Task input:
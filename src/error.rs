//! Error types for the wg-beanstalkd client.

use thiserror::Error;

/// Failure reported by the wire layer: socket I/O, framing, or a server
/// error reply.
#[derive(Error, Debug)]
pub enum ProtocolError {
    /// Socket-level I/O error.
    #[error("I/O error: {0}")]
    Io(#[from] std::io::Error),

    /// The server closed the connection.
    #[error("connection closed by server")]
    ConnectionClosed,

    /// The client was closed locally.
    #[error("connection is closed")]
    Closed,

    /// An earlier request was cancelled before its reply was read, so the
    /// stream position is unknown and the connection was discarded.
    #[error("connection abandoned mid-request")]
    Abandoned,

    /// Connecting did not finish within the configured timeout.
    #[error("connect timed out")]
    ConnectTimeout,

    /// The tube name would be rejected by the server.
    #[error("invalid tube name: {0:?}")]
    InvalidTubeName(String),

    /// A reply line or data block did not match the protocol.
    #[error("unexpected response: {0:?}")]
    UnexpectedResponse(String),

    /// A data block exceeded the configured reply size limit.
    #[error("reply of {size} bytes exceeds limit of {limit} bytes")]
    ReplyTooLarge { size: usize, limit: usize },

    /// `OUT_OF_MEMORY`
    #[error("out of memory")]
    OutOfMemory,

    /// `INTERNAL_ERROR`
    #[error("internal server error")]
    InternalError,

    /// `BAD_FORMAT`
    #[error("bad format")]
    BadFormat,

    /// `UNKNOWN_COMMAND`
    #[error("unknown command")]
    UnknownCommand,

    /// `EXPECTED_CRLF`
    #[error("expected CRLF")]
    ExpectedCrlf,

    /// `JOB_TOO_BIG`
    #[error("job too big")]
    JobTooBig,

    /// `DRAINING`
    #[error("server is draining")]
    Draining,

    /// `NOT_FOUND`
    #[error("not found")]
    NotFound,

    /// `TIMED_OUT`
    #[error("timeout")]
    TimedOut,

    /// `DEADLINE_SOON`
    #[error("deadline soon")]
    DeadlineSoon,

    /// `NOT_IGNORED`
    #[error("cannot ignore the last watched tube")]
    NotIgnored,

    /// `BURIED <id>`: the server buried the job instead of queueing it
    /// because it could not grow its priority queue.
    #[error("job {0} buried: server out of memory")]
    Buried(u64),
}

/// Coarse classification of an [`Error`].
#[derive(Debug, Clone, Copy, PartialEq, Eq, Hash)]
pub enum ErrorKind {
    /// Connection or protocol failure, including disconnects and use after close.
    Transport,
    /// A reserve deadline elapsed without a job.
    Timeout,
    /// The referenced job or tube does not exist.
    NotFound,
    /// The operation would violate a client-side invariant.
    InvalidState,
    /// The server is out of capacity for the request.
    BufferFull,
    /// Any other condition reported by the server.
    Server,
    /// Invalid client configuration.
    Config,
    /// Misuse of the scripting-host binding.
    Host,
}

impl ProtocolError {
    /// Classify this failure.
    pub fn kind(&self) -> ErrorKind {
        match self {
            Self::TimedOut => ErrorKind::Timeout,
            Self::NotFound => ErrorKind::NotFound,
            Self::OutOfMemory | Self::Buried(_) | Self::JobTooBig | Self::Draining => {
                ErrorKind::BufferFull
            }
            Self::DeadlineSoon | Self::NotIgnored => ErrorKind::Server,
            Self::Io(_)
            | Self::ConnectionClosed
            | Self::Closed
            | Self::Abandoned
            | Self::ConnectTimeout
            | Self::InvalidTubeName(_)
            | Self::UnexpectedResponse(_)
            | Self::ReplyTooLarge { .. }
            | Self::InternalError
            | Self::BadFormat
            | Self::UnknownCommand
            | Self::ExpectedCrlf => ErrorKind::Transport,
        }
    }
}

/// The main error type for the wg-beanstalkd client.
#[derive(Error, Debug)]
pub enum Error {
    /// A server round-trip failed.
    #[error("failed to {op}{}: {source}", job_suffix(.job))]
    Operation {
        /// Name of the attempted operation.
        op: &'static str,
        /// Job the operation targeted, if any.
        job: Option<u64>,
        /// Underlying wire-level failure.
        #[source]
        source: ProtocolError,
    },

    /// The operation would break a client-side invariant.
    #[error("Invalid state: {0}")]
    InvalidState(String),

    /// The tube is not in the watch set.
    #[error("tube {0} is not being watched")]
    NotWatched(String),

    /// Configuration error.
    #[error("Configuration error: {0}")]
    Config(String),

    /// Scripting-host binding error.
    #[error("Host error: {0}")]
    Host(String),
}

fn job_suffix(job: &Option<u64>) -> String {
    match job {
        Some(id) => format!(" job {id}"),
        None => String::new(),
    }
}

impl Error {
    /// Wrap a wire failure with the operation that hit it.
    pub(crate) fn op(op: &'static str, source: ProtocolError) -> Self {
        Self::Operation {
            op,
            job: None,
            source,
        }
    }

    /// Wrap a wire failure with the operation and the job it targeted.
    pub(crate) fn job_op(op: &'static str, job: u64, source: ProtocolError) -> Self {
        Self::Operation {
            op,
            job: Some(job),
            source,
        }
    }

    /// Classify this error.
    pub fn kind(&self) -> ErrorKind {
        match self {
            Self::Operation { source, .. } => source.kind(),
            Self::InvalidState(_) => ErrorKind::InvalidState,
            Self::NotWatched(_) => ErrorKind::NotFound,
            Self::Config(_) => ErrorKind::Config,
            Self::Host(_) => ErrorKind::Host,
        }
    }

    /// The operation name, for round-trip failures.
    pub fn operation(&self) -> Option<&'static str> {
        match self {
            Self::Operation { op, .. } => Some(*op),
            _ => None,
        }
    }

    /// The job id the failed operation targeted.
    pub fn job_id(&self) -> Option<u64> {
        match self {
            Self::Operation { job, .. } => *job,
            _ => None,
        }
    }

    /// The wire-level cause, for round-trip failures.
    pub fn protocol(&self) -> Option<&ProtocolError> {
        match self {
            Self::Operation { source, .. } => Some(source),
            _ => None,
        }
    }

    /// Shorthand for `kind() == ErrorKind::Timeout`.
    pub fn is_timeout(&self) -> bool {
        self.kind() == ErrorKind::Timeout
    }

    /// Shorthand for `kind() == ErrorKind::NotFound`.
    pub fn is_not_found(&self) -> bool {
        self.kind() == ErrorKind::NotFound
    }
}

/// Result type alias using [`Error`].
pub type Result<T> = std::result::Result<T, Error>;
impl State {
    fn promote(&mut self) {
        let now = Instant::now();
        for job in self.jobs.values_mut() {
            if job.state == JobState::Delayed && job.ready_at <= now {
                job.state = JobState::Ready;
            }
        }
    }

    fn is_paused(&self, tube: &str) -> bool {
        self.paused
            .get(tube)
            .is_some_and(|until| *until > Instant::now())
    }

    fn next_ready(&self, tubes: &[String]) -> Option<u64> {
        self.jobs
            .iter()
            .filter(|(_, j)| {
                j.state == JobState::Ready && tubes.contains(&j.tube) && !self.is_paused(&j.tube)
            })
            .min_by_key(|(id, j)| (j.priority, **id))
            .map(|(id, _)| *id)
    }

    fn in_tube(&self, tube: &str, state: JobState) -> impl Iterator<Item = (&u64, &FakeJob)> {
        let tube = tube.to_string();
        self.jobs
            .iter()
            .filter(move |(_, j)| j.tube == tube && j.state == state)
    }

    fn found(&self, id: Option<u64>) -> Vec<u8> {
        match id.and_then(|id| self.jobs.get(&id).map(|j| (id, j))) {
            Some((id, job)) => data(&format!("FOUND {id}"), &job.body),
            None => line("NOT_FOUND"),
        }
    }

    fn owned_by(&mut self, id: Option<u64>, conn: &Conn) -> Option<&mut FakeJob> {
        self.jobs
            .get_mut(&id?)
            .filter(|j| j.state == JobState::Reserved && j.reserved_by == Some(conn.id))
    }

    fn count(&self, tube: &str, state: JobState) -> usize {
        self.in_tube(tube, state).count()
    }

    fn execute(&mut self, conn: &mut Conn, cmd: &str, body: Option<Vec<u8>>) -> Vec<u8> {
        self.commands.push(cmd.to_string());
        self.promote();

        let words: Vec<&str> = cmd.split(' ').collect();
        let arg = |i: usize| words.get(i).copied().unwrap_or_default();
        let num = |i: usize| arg(i).parse::<u64>().ok();

        match (words[0], words.len()) {
            ("put", 5) => {
                let (Some(priority), Some(delay)) = (num(1), num(2)) else {
                    return line("BAD_FORMAT");
                };
                self.next_job += 1;
                let id = self.next_job;
                let state = if delay > 0 {
                    JobState::Delayed
                } else {
                    JobState::Ready
                };
                self.tubes.insert(conn.used.clone());
                *self.totals.entry(conn.used.clone()).or_default() += 1;
                self.jobs.insert(
                    id,
                    FakeJob {
                        tube: conn.used.clone(),
                        priority: priority as u32,
                        body: body.unwrap_or_default(),
                        state,
                        ready_at: Instant::now() + Duration::from_secs(delay),
                        reserved_by: None,
                    },
                );
                line(&format!("INSERTED {id}"))
            }
            ("use", 2) => {
                conn.used = arg(1).to_string();
                self.tubes.insert(conn.used.clone());
                line(&format!("USING {}", conn.used))
            }
            ("watch", 2) => {
                let tube = arg(1).to_string();
                if !conn.watched.contains(&tube) {
                    conn.watched.push(tube.clone());
                }
                self.tubes.insert(tube);
                line(&format!("WATCHING {}", conn.watched.len()))
            }
            ("ignore", 2) => {
                let tube = arg(1);
                if conn.watched.iter().any(|t| t == tube) {
                    if conn.watched.len() == 1 {
                        return line("NOT_IGNORED");
                    }
                    conn.watched.retain(|t| t != tube);
                }
                line(&format!("WATCHING {}", conn.watched.len()))
            }
            ("reserve-job", 2) => match num(1).and_then(|id| self.jobs.get_mut(&id).map(|j| (id, j))) {
                Some((id, job)) if job.state != JobState::Reserved => {
                    job.state = JobState::Reserved;
                    job.reserved_by = Some(conn.id);
                    data(&format!("RESERVED {id}"), &job.body)
                }
                _ => line("NOT_FOUND"),
            },
            ("delete", 2) => {
                let deletable = num(1).and_then(|id| self.jobs.get(&id).map(|j| (id, j))).filter(
                    |(_, j)| j.reserved_by.is_none() || j.reserved_by == Some(conn.id),
                );
                match deletable.map(|(id, _)| id) {
                    Some(id) => {
                        self.jobs.remove(&id);
                        line("DELETED")
                    }
                    None => line("NOT_FOUND"),
                }
            }
            ("release", 4) => {
                let (priority, delay) = (num(2).unwrap_or(0), num(3).unwrap_or(0));
                match self.owned_by(num(1), conn) {
                    Some(job) => {
                        job.priority = priority as u32;
                        job.reserved_by = None;
                        job.ready_at = Instant::now() + Duration::from_secs(delay);
                        job.state = if delay > 0 {
                            JobState::Delayed
                        } else {
                            JobState::Ready
                        };
                        line("RELEASED")
                    }
                    None => line("NOT_FOUND"),
                }
            }
            ("bury", 3) => {
                let priority = num(2).unwrap_or(0);
                match self.owned_by(num(1), conn) {
                    Some(job) => {
                        job.priority = priority as u32;
                        job.reserved_by = None;
                        job.state = JobState::Buried;
                        line("BURIED")
                    }
                    None => line("NOT_FOUND"),
                }
            }
            ("touch", 2) => match self.owned_by(num(1), conn) {
                Some(_) => line("TOUCHED"),
                None => line("NOT_FOUND"),
            },
            ("peek", 2) => self.found(num(1)),
            ("peek-ready", 1) => {
                let id = self
                    .in_tube(&conn.used, JobState::Ready)
                    .min_by_key(|(id, j)| (j.priority, **id))
                    .map(|(id, _)| *id);
                self.found(id)
            }
            ("peek-delayed", 1) => {
                let id = self
                    .in_tube(&conn.used, JobState::Delayed)
                    .min_by_key(|(id, j)| (j.ready_at, **id))
                    .map(|(id, _)| *id);
                self.found(id)
            }
            ("peek-buried", 1) => {
                let id = self
                    .in_tube(&conn.used, JobState::Buried)
                    .map(|(id, _)| *id)
                    .next();
                self.found(id)
            }
            ("kick", 2) => {
                let bound = num(1).unwrap_or(0) as usize;
                let mut ids: Vec<u64> = self
                    .in_tube(&conn.used, JobState::Buried)
                    .map(|(id, _)| *id)
                    .take(bound)
                    .collect();
                if ids.is_empty() {
                    ids = self
                        .in_tube(&conn.used, JobState::Delayed)
                        .map(|(id, _)| *id)
                        .take(bound)
                        .collect();
                }
                for id in &ids {
                    if let Some(job) = self.jobs.get_mut(id) {
                        job.state = JobState::Ready;
                    }
                }
                line(&format!("KICKED {}", ids.len()))
            }
            ("kick-job", 2) => match num(1).and_then(|id| self.jobs.get_mut(&id)) {
                Some(job) if matches!(job.state, JobState::Buried | JobState::Delayed) => {
                    job.state = JobState::Ready;
                    line("KICKED")
                }
                _ => line("NOT_FOUND"),
            },
            ("stats-job", 2) => match num(1).and_then(|id| self.jobs.get(&id).map(|j| (id, j))) {
                Some((id, job)) => yaml_map(&[
                    ("id", id.to_string()),
                    ("tube", job.tube.clone()),
                    ("state", job.state.as_str().to_string()),
                    ("pri", job.priority.to_string()),
                ]),
                None => line("NOT_FOUND"),
            },
            ("stats-tube", 2) => {
                let tube = arg(1);
                if !self.tubes.contains(tube) {
                    return line("NOT_FOUND");
                }
                yaml_map(&[
                    ("name", tube.to_string()),
                    ("current-jobs-ready", self.count(tube, JobState::Ready).to_string()),
                    ("current-jobs-reserved", self.count(tube, JobState::Reserved).to_string()),
                    ("current-jobs-delayed", self.count(tube, JobState::Delayed).to_string()),
                    ("current-jobs-buried", self.count(tube, JobState::Buried).to_string()),
                    ("total-jobs", self.totals.get(tube).copied().unwrap_or(0).to_string()),
                ])
            }
            ("stats", 1) => {
                let by_state = |state: JobState| {
                    self.jobs
                        .values()
                        .filter(|j| j.state == state)
                        .count()
                        .to_string()
                };
                yaml_map(&[
                    ("current-jobs-ready", by_state(JobState::Ready)),
                    ("current-jobs-reserved", by_state(JobState::Reserved)),
                    ("current-connections", self.connections.to_string()),
                    ("total-jobs", self.next_job.to_string()),
                ])
            }
            ("list-tubes", 1) => yaml_list(&self.tubes),
            ("list-tube-used", 1) => line(&format!("USING {}", conn.used)),
            ("list-tubes-watched", 1) => yaml_list(&conn.watched),
            ("pause-tube", 3) => {
                let tube = arg(1).to_string();
                if !self.tubes.contains(&tube) {
                    return line("NOT_FOUND");
                }
                let delay = num(2).unwrap_or(0);
                self.paused
                    .insert(tube, Instant::now() + Duration::from_secs(delay));
                line("PAUSED")
            }
            _ => line("UNKNOWN_COMMAND"),
        }
    }
}
/// A connection to one beanstalkd server.
///
/// Implementors provide [`send`](Transport::send) and lifecycle methods; the
/// primitives are implemented in terms of `send`.
#[async_trait]
pub trait Transport: Send {
    /// Write `cmd` and read its complete reply.
    ///
    /// Server error replies (`NOT_FOUND`, `TIMED_OUT`, ...) are returned as
    /// the matching [`ProtocolError`].
    async fn send(&mut self, cmd: &Command<'_>) -> WireResult<Response>;

    /// Release the connection. Calling it again is a no-op.
    async fn close(&mut self) -> WireResult<()>;

    /// Whether the connection has been closed or discarded.
    fn is_closed(&self) -> bool;

    /// A handle that closes this connection from another task, if supported.
    fn close_handle(&self) -> Option<CloseHandle> {
        None
    }

    // ========== Producer ==========

    /// `use <tube>`
    async fn use_tube(&mut self, tube: &str) -> WireResult<()> {
        match self.send(&Command::Use(tube)).await?.reply {
            Reply::Using(_) => Ok(()),
            other => Err(unexpected(&other)),
        }
    }

    /// `put`, returning the new job id.
    async fn put(
        &mut self,
        priority: u32,
        delay: Duration,
        ttr: Duration,
        body: &[u8],
    ) -> WireResult<u64> {
        let cmd = Command::Put {
            priority,
            delay: proto::secs_floor(delay),
            ttr: proto::secs_floor(ttr),
            body,
        };
        match self.send(&cmd).await?.reply {
            Reply::Inserted(id) => Ok(id),
            Reply::Buried(Some(id)) => Err(ProtocolError::Buried(id)),
            other => Err(unexpected(&other)),
        }
    }

    // ========== Consumer ==========

    /// `watch <tube>`, returning the number of watched tubes.
    async fn watch(&mut self, tube: &str) -> WireResult<u64> {
        match self.send(&Command::Watch(tube)).await?.reply {
            Reply::Watching(count) => Ok(count),
            other => Err(unexpected(&other)),
        }
    }

    /// `ignore <tube>`, returning the number of watched tubes.
    async fn ignore(&mut self, tube: &str) -> WireResult<u64> {
        match self.send(&Command::Ignore(tube)).await?.reply {
            Reply::Watching(count) => Ok(count),
            other => Err(unexpected(&other)),
        }
    }

    /// `reserve-with-timeout`, or plain `reserve` when `timeout` is absent or zero.
    ///
    /// Timeouts are rounded up to whole seconds.
    async fn reserve(&mut self, timeout: Option<Duration>) -> WireResult<Job> {
        let cmd = match timeout {
            Some(t) if !t.is_zero() => Command::ReserveWithTimeout(proto::secs_ceil(t)),
            _ => Command::Reserve,
        };
        job_from(self.send(&cmd).await?)
    }

    /// `reserve-job <id>`
    async fn reserve_job(&mut self, id: u64) -> WireResult<Job> {
        job_from(self.send(&Command::ReserveJob(id)).await?)
    }

    /// `delete <id>`
    async fn delete(&mut self, id: u64) -> WireResult<()> {
        match self.send(&Command::Delete(id)).await?.reply {
            Reply::Deleted => Ok(()),
            other => Err(unexpected(&other)),
        }
    }

    /// `release <id> <pri> <delay>`
    async fn release(&mut self, id: u64, priority: u32, delay: Duration) -> WireResult<()> {
        let cmd = Command::Release {
            id,
            priority,
            delay: proto::secs_floor(delay),
        };
        match self.send(&cmd).await?.reply {
            Reply::Released => Ok(()),
            Reply::Buried(None) => Err(ProtocolError::Buried(id)),
            other => Err(unexpected(&other)),
        }
    }

    /// `bury <id> <pri>`
    async fn bury(&mut self, id: u64, priority: u32) -> WireResult<()> {
        match self.send(&Command::Bury { id, priority }).await?.reply {
            Reply::Buried(None) => Ok(()),
            other => Err(unexpected(&other)),
        }
    }

    /// `touch <id>`
    async fn touch(&mut self, id: u64) -> WireResult<()> {
        match self.send(&Command::Touch(id)).await?.reply {
            Reply::Touched => Ok(()),
            other => Err(unexpected(&other)),
        }
    }

    // ========== Inspection ==========

    /// `peek <id>`
    async fn peek(&mut self, id: u64) -> WireResult<Job> {
        job_from(self.send(&Command::Peek(id)).await?)
    }

    /// `peek-ready` on the server's used tube.
    async fn peek_ready(&mut self) -> WireResult<Job> {
        job_from(self.send(&Command::PeekReady).await?)
    }

    /// `peek-delayed` on the server's used tube.
    async fn peek_delayed(&mut self) -> WireResult<Job> {
        job_from(self.send(&Command::PeekDelayed).await?)
    }

    /// `peek-buried` on the server's used tube.
    async fn peek_buried(&mut self) -> WireResult<Job> {
        job_from(self.send(&Command::PeekBuried).await?)
    }

    /// `kick <bound>`, returning how many jobs were kicked.
    async fn kick(&mut self, bound: u32) -> WireResult<u64> {
        match self.send(&Command::Kick(bound)).await?.reply {
            Reply::Kicked(Some(count)) => Ok(count),
            other => Err(unexpected(&other)),
        }
    }

    /// `kick-job <id>`
    async fn kick_job(&mut self, id: u64) -> WireResult<()> {
        match self.send(&Command::KickJob(id)).await?.reply {
            Reply::Kicked(None) => Ok(()),
            other => Err(unexpected(&other)),
        }
    }

    /// `stats`
    async fn stats(&mut self) -> WireResult<Stats> {
        stats_from(self.send(&Command::Stats).await?)
    }

    /// `stats-tube <tube>`
    async fn stats_tube(&mut self, tube: &str) -> WireResult<Stats> {
        stats_from(self.send(&Command::StatsTube(tube)).await?)
    }

    /// `stats-job <id>`
    async fn stats_job(&mut self, id: u64) -> WireResult<Stats> {
        stats_from(self.send(&Command::StatsJob(id)).await?)
    }

    /// `list-tubes`
    async fn list_tubes(&mut self) -> WireResult<Vec<String>> {
        list_from(self.send(&Command::ListTubes).await?)
    }

    /// `list-tube-used`
    async fn list_tube_used(&mut self) -> WireResult<String> {
        match self.send(&Command::ListTubeUsed).await?.reply {
            Reply::Using(tube) => Ok(tube),
            other => Err(unexpected(&other)),
        }
    }

    /// `list-tubes-watched`
    async fn list_tubes_watched(&mut self) -> WireResult<Vec<String>> {
        list_from(self.send(&Command::ListTubesWatched).await?)
    }

    /// `pause-tube <tube> <delay>`
    async fn pause_tube(&mut self, tube: &str, delay: Duration) -> WireResult<()> {
        let cmd = Command::PauseTube {
            tube,
            delay: proto::secs_floor(delay),
        };
        match self.send(&cmd).await?.reply {
            Reply::Paused => Ok(()),
            other => Err(unexpected(&other)),
        }
    }
}

#[async_trait]
impl<T: Transport + ?Sized> Transport for Box<T> {
    async fn send(&mut self, cmd: &Command<'_>) -> WireResult<Response> {
        (**self).send(cmd).await
    }

    async fn close(&mut self) -> WireResult<()> {
        (**self).close().await
    }

    fn is_closed(&self) -> bool {
        (**self).is_closed()
    }

    fn close_handle(&self) -> Option<CloseHandle> {
        (**self).close_handle()
    }
}

/// Failures after which the stream position is unknown.
fn breaks_framing(err: &ProtocolError) -> bool {
    matches!(
        err,
        ProtocolError::Io(_)
            | ProtocolError::ConnectionClosed
            | ProtocolError::Closed
            | ProtocolError::Abandoned
            | ProtocolError::UnexpectedResponse(_)
    )
}

fn eof_to_closed(err: std::io::Error) -> ProtocolError {
    if err.kind() == std::io::ErrorKind::UnexpectedEof {
        ProtocolError::ConnectionClosed
    } else {
        ProtocolError::Io(err)
    }
}

/// TCP transport speaking the beanstalkd text protocol.
#[derive(Debug)]
pub struct TcpTransport {
    stream: Option<BufReader<TcpStream>>,
    max_reply_size: usize,
    in_flight: bool,
    shutdown: CloseHandle,
}

impl TcpTransport {
    /// Connect to `config.addr`.
    pub async fn connect(config: &ClientConfig) -> WireResult<Self> {
        let connect = TcpStream::connect(config.addr.as_str());
        let stream = match config.connect_timeout {
            Some(limit) => tokio::time::timeout(limit, connect)
                .await
                .map_err(|_| ProtocolError::ConnectTimeout)??,
            None => connect.await?,
        };
        stream.set_nodelay(config.tcp_nodelay)?;

        tracing::debug!(addr = %config.addr, "Connected to beanstalkd");
        Ok(Self::from_stream(stream, config.max_reply_size))
    }

    /// Wrap an already connected stream.
    pub fn from_stream(stream: TcpStream, max_reply_size: usize) -> Self {
        Self {
            stream: Some(BufReader::new(stream)),
            max_reply_size,
            in_flight: false,
            shutdown: CloseHandle::new(),
        }
    }

    async fn exchange(
        stream: &mut BufReader<TcpStream>,
        request: &[u8],
        limit: usize,
    ) -> WireResult<Response> {
        stream.get_mut().write_all(request).await?;

        let mut line = Vec::with_capacity(64);
        let n = (&mut *stream)
            .take(MAX_STATUS_LINE)
            .read_until(b'\n', &mut line)
            .await?;
        if n == 0 {
            return Err(ProtocolError::ConnectionClosed);
        }
        if !line.ends_with(b"\r\n") {
            return Err(ProtocolError::UnexpectedResponse(
                String::from_utf8_lossy(&line).into_owned(),
            ));
        }
        let text = std::str::from_utf8(&line).map_err(|_| {
            ProtocolError::UnexpectedResponse(String::from_utf8_lossy(&line).into_owned())
        })?;
        tracing::trace!(reply = text.trim_end(), "Reply line");
        let reply = Reply::parse(text)?;

        let body = match reply.body_len() {
            None => Vec::new(),
            Some(len) if len > limit => {
                // Skip the block so the next request still lines up.
                let expected = u64::try_from(len)
                    .ok()
                    .filter(|&n| n <= MAX_SKIPPED_BLOCK)
                    .and_then(|n| n.checked_add(2))
                    .ok_or_else(|| {
                        ProtocolError::UnexpectedResponse(format!(
                            "data block of {len} bytes"
                        ))
                    })?;
                let mut rest = (&mut *stream).take(expected);
                let skipped = tokio::io::copy(&mut rest, &mut tokio::io::sink()).await?;
                if skipped < expected {
                    return Err(ProtocolError::ConnectionClosed);
                }
                return Err(ProtocolError::ReplyTooLarge { size: len, limit });
            }
            Some(len) => {
                let mut buf = vec![0u8; len + 2];
                stream.read_exact(&mut buf).await.map_err(eof_to_closed)?;
                if !buf.ends_with(b"\r\n") {
                    return Err(ProtocolError::UnexpectedResponse(
                        "data block not terminated by CRLF".to_string(),
                    ));
                }
                buf.truncate(len);
                buf
            }
        };

        Ok(Response { reply, body })
    }

    fn discard(&mut self) {
        if self.stream.take().is_some() {
            tracing::debug!("Discarded beanstalkd connection");
        }
    }
}

#[async_trait]
impl Transport for TcpTransport {
    async fn send(&mut self, cmd: &Command<'_>) -> WireResult<Response> {
        let request = cmd.encode()?;
        if self.in_flight {
            self.in_flight = false;
            self.discard();
            return Err(ProtocolError::Abandoned);
        }
        let limit = self.max_reply_size;
        let shutdown = self.shutdown.clone();
        let stream = self.stream.as_mut().ok_or(ProtocolError::Closed)?;

        tracing::trace!(command = cmd.name(), "Sending command");
        self.in_flight = true;
        let result = tokio::select! {
            biased;
            _ = shutdown.closed() => Err(ProtocolError::Closed),
            r = Self::exchange(stream, &request, limit) => r,
        };
        self.in_flight = false;

        if let Err(err) = &result {
            if breaks_framing(err) {
                self.discard();
            }
        }
        result
    }

    async fn close(&mut self) -> WireResult<()> {
        self.shutdown.close();
        let Some(mut stream) = self.stream.take() else {
            return Ok(());
        };
        if !self.in_flight {
            if let Err(e) = stream.get_mut().write_all(b"quit\r\n").await {
                tracing::warn!(error = %e, "Failed to send quit");
            }
        }
        self.in_flight = false;
        stream.get_mut().shutdown().await?;
        tracing::debug!("Closed beanstalkd connection");
        Ok(())
    }

    fn is_closed(&self) -> bool {
        self.stream.is_none() || self.shutdown.is_closed()
    }

    fn close_handle(&self) -> Option<CloseHandle> {
        Some(self.shutdown.clone())
    }
}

Aim of the task:
Copy out every line of the data that includes the word "crate".

Result for this task:
    pub(crate) fn op(op: &'static str, source: ProtocolError) -> Self {
    pub(crate) fn job_op(op: &'static str, job: u64, source: ProtocolError) -> Self {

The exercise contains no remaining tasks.